La Capucinière, ou le bijou enlevé à la course/00-2

Chez les Marchands de Nouveautés (p. vii-x).




AVANT-PROPOS.



Nous ne dirons pas comment cette bluette est tombée entre nos mains ; le public est, sans doute, fort peu curieux de le savoir. Il nous paraît également inutile de lui en faire connaître l’auteur. Si elle est assez heureuse pour amuser, son nom n’ajoutera rien au plaisir qu’elle procurera. Si, au contraire, elle ennuie, raison de plus pour que l’auteur reste inconnu.

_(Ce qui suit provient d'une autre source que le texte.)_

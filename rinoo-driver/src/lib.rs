//! Readiness-based I/O driver and timer wheel.
//!
//! One [`Poller`] is owned by each scheduler thread (see `rinoo-runtime`);
//! it wraps a single `polling::Poller` (epoll/kqueue/IOCP depending on
//! platform) and hands out wakeups to registered futures. A [`TimerWheel`]
//! lives alongside it for deadline-based waits (`socket_timeout`, sleep
//! futures, `rn_scheduler_run`'s timeout handling).
//!
//! Scope is deliberately narrower than `compio-driver`: no io_uring/IOCP
//! completion path, no AIO, no buffer pools — just the readiness model
//! the specification calls for.

mod error;
mod interest;
#[doc(hidden)]
pub mod macros;
mod poller;
mod timer;

pub use error::{Error, Result};
pub use interest::Interest;
pub use poller::{NotifyHandle, Poller};
pub use timer::{TimerKey, TimerWheel};

pub use std::os::fd::RawFd;
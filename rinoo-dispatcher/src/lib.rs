//! The spawn pool: N worker threads, each running an independent
//! [`rinoo_runtime::Runtime`], with explicit cross-thread task handoff.
//!
//! Grounded in `compio_dispatcher::Dispatcher`, reshaped around the
//! specification's `spawn`/`spawn_get`/`spawn_start`/`spawn_stop`/
//! `spawn_join` contract (spec.md §4.7, §6): scheduler index `0` is the
//! *creator's own* runtime rather than a freshly spawned thread — this
//! crate only spins up the remaining `N - 1` workers, and expects to be
//! constructed from inside the creator's [`rinoo_runtime::Runtime::block_on`].
//! Round-robin fan-out (e.g. handing an accepted socket to the least
//! recently used worker) is [`Dispatcher::dispatch`]; targeting one
//! specific worker by index is [`Dispatcher::scheduler`].
//!
//! Each worker owns its scheduler exclusively; a job crosses threads
//! only as a `Send` closure that has not yet produced its (`!Send`)
//! future, matching "a descriptor moved between schedulers must be
//! unregistered on the source before being registered on the target"
//! (spec.md §4.7) — the moved socket/fd is never registered with a
//! poller until the job runs on its target thread.

mod inbox;

use std::future::Future;
use std::io;
use std::num::NonZeroUsize;
use std::pin::Pin;
use std::sync::atomic::{AtomicUsize, Ordering};
use std::sync::{mpsc, Arc, Mutex};
use std::task::{Context, Poll, Waker};
use std::thread::{available_parallelism, JoinHandle};

use rinoo_driver::NotifyHandle;
use rinoo_log::{debug, instrument};
use rinoo_runtime::Runtime;

use inbox::{BoxFuture, Inbox, Message};

/// N worker threads, each running its own [`rinoo_runtime::Runtime`],
/// plus scheduler index `0` standing in for the runtime that created
/// this pool.
pub struct Dispatcher {
    schedulers: Vec<Arc<SchedulerHandleInner>>,
    workers: Vec<JoinHandle<()>>,
    next: AtomicUsize,
}

struct SchedulerHandleInner {
    inbox: Arc<Inbox>,
    notify: NotifyHandle,
}

/// A handle to one scheduler in the pool, stable for the pool's
/// lifetime (spec.md §3, "Spawn pool" invariants).
///
/// Mirrors `rinoo_spawn_get(i)`.
#[derive(Clone)]
pub struct SchedulerHandle(Arc<SchedulerHandleInner>);

impl SchedulerHandle {
    /// Submits `f` to run on this scheduler's thread. `f` itself must be
    /// `Send` (it crosses threads); the future it produces need not be,
    /// since it only ever runs on the target thread from here on.
    pub fn dispatch<Fut, F>(&self, f: F)
    where
        F: (FnOnce() -> Fut) + Send + 'static,
        Fut: Future<Output = ()> + 'static,
    {
        let job: inbox::Job = Box::new(move || Box::pin(f()) as BoxFuture);
        self.0.inbox.push(Message::Job(job), &self.0.notify);
    }

    /// Submits `f` to run on this scheduler's thread and returns a
    /// future that resolves to its result.
    pub fn execute<Fut, F, R>(&self, f: F) -> Executing<R>
    where
        F: (FnOnce() -> Fut) + Send + 'static,
        Fut: Future<Output = R> + 'static,
        R: Send + 'static,
    {
        let shared = Arc::new(Shared {
            result: Mutex::new(None),
            waker: Mutex::new(None),
        });
        let returning = shared.clone();
        self.dispatch(move || async move {
            let result = f().await;
            *returning.result.lock().unwrap() = Some(result);
            if let Some(waker) = returning.waker.lock().unwrap().take() {
                waker.wake();
            }
        });
        Executing { shared }
    }
}

struct Shared<R> {
    result: Mutex<Option<R>>,
    waker: Mutex<Option<Waker>>,
}

/// The result of [`SchedulerHandle::execute`] / [`Dispatcher::execute`].
pub struct Executing<R> {
    shared: Arc<Shared<R>>,
}

impl<R> Future for Executing<R> {
    type Output = R;

    fn poll(self: Pin<&mut Self>, cx: &mut Context<'_>) -> Poll<R> {
        // Keep holding `result`'s guard while storing the waker (mirrors
        // `Blocking::poll`): otherwise the worker thread can finish,
        // lock+store the result and find no waker between this check
        // and the store below, and the wake is lost.
        let mut result = self.shared.result.lock().unwrap();
        if let Some(result) = result.take() {
            return Poll::Ready(result);
        }
        *self.shared.waker.lock().unwrap() = Some(cx.waker().clone());
        Poll::Pending
    }
}

async fn pump(inbox: Arc<Inbox>) {
    loop {
        match inbox.next().await {
            Message::Job(job) => {
                rinoo_runtime::spawn(job()).detach();
            }
            Message::Stop => break,
        }
    }
}

impl Dispatcher {
    /// Builds a pool with `worker_threads` total schedulers (including
    /// the creator's own). Must be called from inside a running
    /// [`rinoo_runtime::Runtime::block_on`].
    ///
    /// # Panics
    /// Panics if no runtime is running on the calling thread.
    pub fn new(worker_threads: NonZeroUsize) -> io::Result<Self> {
        Self::builder().worker_threads(worker_threads).build()
    }

    pub fn builder() -> DispatcherBuilder {
        DispatcherBuilder::new()
    }

    /// Number of schedulers in the pool, including index `0`.
    pub fn len(&self) -> usize {
        self.schedulers.len()
    }

    pub fn is_empty(&self) -> bool {
        false
    }

    /// The `i`-th scheduler's handle. `0` is the creator's own runtime.
    ///
    /// Mirrors `rinoo_spawn_get`.
    ///
    /// # Panics
    /// Panics if `i >= self.len()`.
    pub fn scheduler(&self, i: usize) -> SchedulerHandle {
        SchedulerHandle(self.schedulers[i].clone())
    }

    /// Submits `f` to the next scheduler in round-robin order.
    pub fn dispatch<Fut, F>(&self, f: F)
    where
        F: (FnOnce() -> Fut) + Send + 'static,
        Fut: Future<Output = ()> + 'static,
    {
        self.next_scheduler().dispatch(f)
    }

    /// Submits `f` to the next scheduler in round-robin order and
    /// returns a future for its result.
    pub fn execute<Fut, F, R>(&self, f: F) -> Executing<R>
    where
        F: (FnOnce() -> Fut) + Send + 'static,
        Fut: Future<Output = R> + 'static,
        R: Send + 'static,
    {
        self.next_scheduler().execute(f)
    }

    fn next_scheduler(&self) -> SchedulerHandle {
        let i = self.next.fetch_add(1, Ordering::Relaxed) % self.len();
        self.scheduler(i)
    }

    /// Signals every scheduler's pump task to exit once its inbox next
    /// drains. Does not wait for in-flight jobs to finish.
    ///
    /// Mirrors `rinoo_spawn_stop`.
    pub fn stop(&self) {
        for handle in &self.schedulers {
            handle.inbox.push(Message::Stop, &handle.notify);
        }
    }

    /// Stops the pool and joins its worker threads (not the creator's
    /// own thread, which the caller continues to drive itself).
    ///
    /// Mirrors `rinoo_spawn_stop` followed by `rinoo_spawn_join`.
    pub fn join(self) -> std::thread::Result<()> {
        self.stop();
        for worker in self.workers {
            worker.join()?;
        }
        Ok(())
    }
}

/// Builder for [`Dispatcher`].
pub struct DispatcherBuilder {
    worker_threads: usize,
    stack_size: Option<usize>,
    names: Option<Box<dyn FnMut(usize) -> String>>,
}

impl DispatcherBuilder {
    pub fn new() -> Self {
        Self {
            worker_threads: available_parallelism().map(NonZeroUsize::get).unwrap_or(1),
            stack_size: None,
            names: None,
        }
    }

    /// Total number of schedulers in the pool, including the creator's
    /// own (so this spins up `worker_threads.get() - 1` new OS threads).
    pub fn worker_threads(mut self, worker_threads: NonZeroUsize) -> Self {
        self.worker_threads = worker_threads.get();
        self
    }

    pub fn stack_size(mut self, size: usize) -> Self {
        self.stack_size = Some(size);
        self
    }

    pub fn thread_names(mut self, f: impl (FnMut(usize) -> String) + 'static) -> Self {
        self.names = Some(Box::new(f));
        self
    }

    /// Builds the pool.
    ///
    /// # Panics
    /// Panics if no [`rinoo_runtime::Runtime`] is running on the calling
    /// thread.
    pub fn build(mut self) -> io::Result<Dispatcher> {
        let (notify0, inbox0) = Runtime::with_current(|rt| {
            let inbox = Arc::new(Inbox::new());
            rt.spawn(pump(inbox.clone())).detach();
            (rt.notify_handle(), inbox)
        });
        let mut schedulers = vec![Arc::new(SchedulerHandleInner {
            inbox: inbox0,
            notify: notify0,
        })];
        let mut workers = Vec::with_capacity(self.worker_threads.saturating_sub(1));

        for index in 1..self.worker_threads {
            let (tx, rx) = mpsc::channel();
            let mut builder = std::thread::Builder::new();
            if let Some(size) = self.stack_size {
                builder = builder.stack_size(size);
            }
            if let Some(name) = self.names.as_mut().map(|f| f(index)) {
                builder = builder.name(name);
            }
            let worker = builder.spawn(move || {
                let rt = Runtime::new().expect("cannot create rinoo runtime");
                let inbox = Arc::new(Inbox::new());
                if tx.send((rt.notify_handle(), inbox.clone())).is_err() {
                    return;
                }
                instrument!(rinoo_log::Level::DEBUG, "dispatcher worker", index);
                rt.block_on(pump(inbox));
                debug!("dispatcher worker {index} shut down");
            })?;
            let (notify, inbox) = rx
                .recv()
                .expect("worker thread exited before announcing its inbox");
            schedulers.push(Arc::new(SchedulerHandleInner { inbox, notify }));
            workers.push(worker);
        }

        Ok(Dispatcher {
            schedulers,
            workers,
            next: AtomicUsize::new(0),
        })
    }
}

impl Default for DispatcherBuilder {
    fn default() -> Self {
        Self::new()
    }
}

#[cfg(test)]
mod tests {
    use super::*;
    use std::thread::ThreadId;

    #[test]
    fn dispatch_runs_on_a_worker_thread() {
        let rt = Runtime::new().unwrap();
        rt.block_on(async {
            let dispatcher = Dispatcher::new(NonZeroUsize::new(2).unwrap()).unwrap();
            let main_thread = std::thread::current().id();
            let seen: ThreadId = dispatcher
                .scheduler(1)
                .execute(move || async move { std::thread::current().id() })
                .await;
            assert_ne!(seen, main_thread);
            dispatcher.join().unwrap();
        });
    }

    #[test]
    fn scheduler_index_is_stable_across_calls() {
        let rt = Runtime::new().unwrap();
        rt.block_on(async {
            let dispatcher = Dispatcher::new(NonZeroUsize::new(3).unwrap()).unwrap();
            for i in 0..dispatcher.len() {
                let first: ThreadId = dispatcher
                    .scheduler(i)
                    .execute(|| async { std::thread::current().id() })
                    .await;
                let second: ThreadId = dispatcher
                    .scheduler(i)
                    .execute(|| async { std::thread::current().id() })
                    .await;
                assert_eq!(first, second, "scheduler {i} must always run on the same thread");
            }
            dispatcher.join().unwrap();
        });
    }

    #[test]
    fn round_robin_eventually_uses_every_scheduler() {
        let rt = Runtime::new().unwrap();
        rt.block_on(async {
            let dispatcher = Dispatcher::new(NonZeroUsize::new(4).unwrap()).unwrap();
            let mut seen = std::collections::HashSet::new();
            for _ in 0..dispatcher.len() * 3 {
                let id: ThreadId = dispatcher.execute(|| async { std::thread::current().id() }).await;
                seen.insert(id);
            }
            assert_eq!(seen.len(), dispatcher.len(), "round robin must touch every scheduler");
            dispatcher.join().unwrap();
        });
    }
}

En supposant que des plaisanteries dussent être prises au sérieux, nous conviendrons que cet ouvrage pourrait, à la rigueur, être taxé de renfermer quelques traits hardis et quelques peintures un peu libres ; mais alors nous demanderons ce qu’a donc avancé l’auteur de la Capucinière, que les écrivains les plus célèbres du dix-huitième siècle n’aient dit avant lui ? Ouvrons les œuvres de Voltaire, de Diderot, de Boulanger, d’Helvétius, de l’abbé Raynal, &c., nous y trouverons, à chaque page, le ridicule semé à pleines mains sur notre religion, qui, d’après M. Geoffroy lui-même, ne vaut pas mieux que celle des peuples les plus barbares[1]. Leurs écrits d’ailleurs l’attaquent ouvertement ; au lieu que notre auteur n’en a parlé que par occasion, et parce qu’elle tenait à son sujet. Ce n’est qu’aux couvens qu’il paraît en vouloir. Eh ! n’est-il donc pas reconnu maintenant que le culte catholique peut très-bien se passer de moines, de capucins, de nonnes, de cloîtres en un mot ? Mais les prêtres et les bigots, intéressés à arrêter la propagation de cette vérité, s’emporteront toujours contre l’homme courageux qui dénoncera ces repaires du vice, ou de véritables animaux se réunissent

Pour s’engraisser et vivre à nos dépens.

Il est un reproche plus fondé en apparence, qu’on pourrait adresser à notre auteur. Je veux parler des mœurs qu’il n’a pas assez respectées, dira-t-on. Nous ne pensons pas qu’en chantant des capucins, il ait eu la prétention de faire un cours de morale. Quoi qu’il en soit, son ouvrage n’en est pas entièrement dépourvu, et il nous serait facile de le prouver. Mais examinons si ceux qui ont écrit dans le même genre, ont été plus réservés que lui. Sans parler des productions des anciens, et en nous restreignant à celles des écrivains de nos jours et de notre pays, nous verrons que l’auteur de la Capucinière a été bien moins libre que ses maîtres.

Dans la Pucelle, Jeanne aux prises avec le Muletier et Grisbourdon, aux prises avec son âne brûlant d’amour pour elle ; dans la Guerre des Dieux, la Parodie de la Passion de Notre Seigneur, la Chapelle des Claques, les Exploits de Priape et de ses Satyres ; dans les Bijoux indiscrets et dans Parapilla, les Aveux des Bijoux, les Fredaines de Parapilla ; enfin dans les Contes de Lafontaine, les Trois Commères, le Berceau, &c. ; toutes ces scènes ne sont-elles pas bien plus indécentes que celles de la Capucinière ? Cependant ces ouvrages se vendent publiquement et par-tout.

Au surplus, si notre auteur a présenté quelques tableaux trop libres parfois, du moins ses expressions sont toujours chastes ; et, à l’exception de deux ou trois mots, qu’il lui aurait été impossible de ne pas employer, tels que pucelage et pucelle, sa Capucinière n’en offre aucun qui ne dût être reçu dans la meilleure société. Or, le bon homme a dit :

Quand le mot est bien trouvé,
Le sexe, en sa faveur, à la chose pardonne.
Ce n’est plus elle alors, c’est elle encor pourtant :
Vous ne faites rougir personne,
Et tout le monde vous entend.



  1. M. Geoffroy a dit dans son Feuilleton du 19 août 1807 : Le progrès des lumieres nous a fait voir que toutes les religions sont aussi bonnes les unes que les autres ; que toutes les manières d’adorer Dieu, lui plaisent également, etc.